→ Data excerpts
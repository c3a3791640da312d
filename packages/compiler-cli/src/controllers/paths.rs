// Path composition
//
// Effective route path: global-prefix / version-prefix / controller-base /
// method-suffix, with duplicate separators collapsed.

/// Joins path segments, collapsing duplicate `/` and guaranteeing a single
/// leading slash.
pub fn compose_path(segments: &[&str]) -> String {
    let mut out = String::from("/");
    for segment in segments {
        for part in segment.split('/') {
            if part.is_empty() {
                continue;
            }
            if !out.ends_with('/') {
                out.push('/');
            }
            out.push_str(part);
        }
    }
    out
}
//! Language-neutral type metadata.
//!
//! The walker translates host-compiler types into this model; the code
//! generator and the OpenAPI synthesizer consume it. Records are immutable
//! once produced, except for the coercion marking applied between analysis
//! and freezing.

mod model;
mod registry;
mod tags;

pub use model::{
    EnumMember, EnumMeta, Metadata, ObjectMeta, Primitive, Property, RecordKey, UnionMeta,
};
pub use registry::{FrozenRegistry, MetadataRegistry};
pub use tags::{
    brand_outcome, tags_from_js_doc, BrandOutcome, ConstraintTag, StringFormat, Tags,
    TransformKind,
};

→ Exercise details
Return all lines from the data that include the string "compiler".

→ Response box
filename packages/compiler-cli/src/controllers/paths.rs
//! The walker translates host-compiler types into this model; the code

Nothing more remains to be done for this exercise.